• TASK OBJECTIVE:
Identify all lines below that hold "NaiveDate" and collect them.

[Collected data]
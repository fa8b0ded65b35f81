// SPDX-License-Identifier: MIT
// Copyright 2026 Roland Dreier <roland@rolandd.dev>

//! PNG calendar heatmap: one panel per year, week columns, weekday rows.

use crate::error::{Error, Result};
use crate::models::DailyDistance;
use crate::render::CalendarRenderer;
use chrono::{Datelike, NaiveDate};
use image::{Rgb, RgbImage};
use imageproc::{drawing::draw_filled_rect_mut, rect::Rect};
use std::path::Path;

/// Week columns in a year panel (a year can touch 54 Monday-based weeks).
const WEEK_COLUMNS: u32 = 54;
/// Weekday rows, Monday on top.
const DAY_ROWS: u32 = 7;

const BACKGROUND: Rgb<u8> = Rgb([255, 255, 255]);
const EMPTY_DAY: Rgb<u8> = Rgb([235, 235, 235]);

/// Matplotlib's YlGnBu ramp, light to dark.
const YLGNBU: [[u8; 3]; 9] = [
    [0xff, 0xff, 0xd9],
    [0xed, 0xf8, 0xb1],
    [0xc7, 0xe9, 0xb4],
    [0x7f, 0xcd, 0xbb],
    [0x41, 0xb6, 0xc4],
    [0x1d, 0x91, 0xc0],
    [0x22, 0x5e, 0xa8],
    [0x25, 0x34, 0x94],
    [0x08, 0x1d, 0x58],
];

/// Output size of the calendar image.
#[derive(Debug, Clone, Copy, PartialEq, Eq)]
pub struct CalendarOptions {
    pub width_px: u32,
    pub height_px: u32,
}

impl Default for CalendarOptions {
    fn default() -> Self {
        Self {
            width_px: 1500,
            height_px: 900,
        }
    }
}

/// Calendar renderer writing a PNG.
#[derive(Debug, Clone, Copy, Default)]
pub struct PngCalendarRenderer;

impl PngCalendarRenderer {
    /// Draw the heatmap into an in-memory image.
    pub fn draw(&self, days: &DailyDistance, options: &CalendarOptions) -> Result<RgbImage> {
        let (width, height) = (options.width_px, options.height_px);
        if width == 0 || height == 0 {
            return Err(Error::Render(format!(
                "Invalid image size {}x{}",
                width, height
            )));
        }

        let (first_year, last_year) = match (days.keys().next(), days.keys().next_back()) {
            (Some(first), Some(last)) => (first.year(), last.year()),
            _ => return Err(Error::NoData),
        };
        let years = (last_year - first_year + 1) as u32;

        // One blank row between year panels, one cell of margin around the grid.
        let grid_rows = years * DAY_ROWS + (years - 1);
        let cell = (width / (WEEK_COLUMNS + 2))
            .min(height / (grid_rows + 2))
            .max(1);
        let gap = (cell / 8).max(if cell > 2 { 1 } else { 0 });

        let max_value = days.values().copied().fold(0.0_f64, f64::max);
        let mut img = RgbImage::from_pixel(width, height, BACKGROUND);

        for (panel, year) in (first_year..=last_year).enumerate() {
            let top = cell + panel as u32 * (DAY_ROWS + 1) * cell;
            let Some(jan1) = NaiveDate::from_ymd_opt(year, 1, 1) else {
                continue;
            };

            for date in jan1.iter_days().take_while(|d| d.year() == year) {
                let (col, row) = cell_position(date);
                let color = match days.get(&date) {
                    Some(value) => ramp_color(*value, max_value),
                    None => EMPTY_DAY,
                };
                let rect = Rect::at((cell + col * cell) as i32, (top + row * cell) as i32)
                    .of_size(cell - gap, cell - gap);
                draw_filled_rect_mut(&mut img, rect, color);
            }
        }

        Ok(img)
    }
}

impl CalendarRenderer for PngCalendarRenderer {
    fn render(
        &self,
        days: &DailyDistance,
        options: &CalendarOptions,
        output: &Path,
    ) -> Result<()> {
        let img = self.draw(days, options)?;
        img.save(output)
            .map_err(|e| Error::Render(format!("Failed to write {}: {}", output.display(), e)))?;
        tracing::info!(path = %output.display(), days = days.len(), "Calendar heatmap saved");
        Ok(())
    }
}

/// Week column and weekday row of a date within its year panel.
fn cell_position(date: NaiveDate) -> (u32, u32) {
    let jan1_offset = NaiveDate::from_ymd_opt(date.year(), 1, 1)
        .map(|d| d.weekday().num_days_from_monday())
        .unwrap_or(0);
    let col = (date.ordinal0() + jan1_offset) / DAY_ROWS;
    let row = date.weekday().num_days_from_monday();
    (col, row)
}

/// Linear interpolation along the YlGnBu ramp for `value / max`.
fn ramp_color(value: f64, max: f64) -> Rgb<u8> {
    let t = if max > 0.0 {
        (value / max).clamp(0.0, 1.0)
    } else {
        0.0
    };
    let scaled = t * (YLGNBU.len() - 1) as f64;
    let lo = scaled.floor() as usize;
    let hi = (lo + 1).min(YLGNBU.len() - 1);
    let frac = scaled - lo as f64;

    let mut out = [0u8; 3];
    for (i, channel) in out.iter_mut().enumerate() {
        let a = YLGNBU[lo][i] as f64;
        let b = YLGNBU[hi][i] as f64;
        *channel = (a + (b - a) * frac).round() as u8;
    }
    Rgb(out)
}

• OUTPUT:
use chrono::{Datelike, NaiveDate};
            let Some(jan1) = NaiveDate::from_ymd_opt(year, 1, 1) else {
fn cell_position(date: NaiveDate) -> (u32, u32) {
    let jan1_offset = NaiveDate::from_ymd_opt(date.year(), 1, 1)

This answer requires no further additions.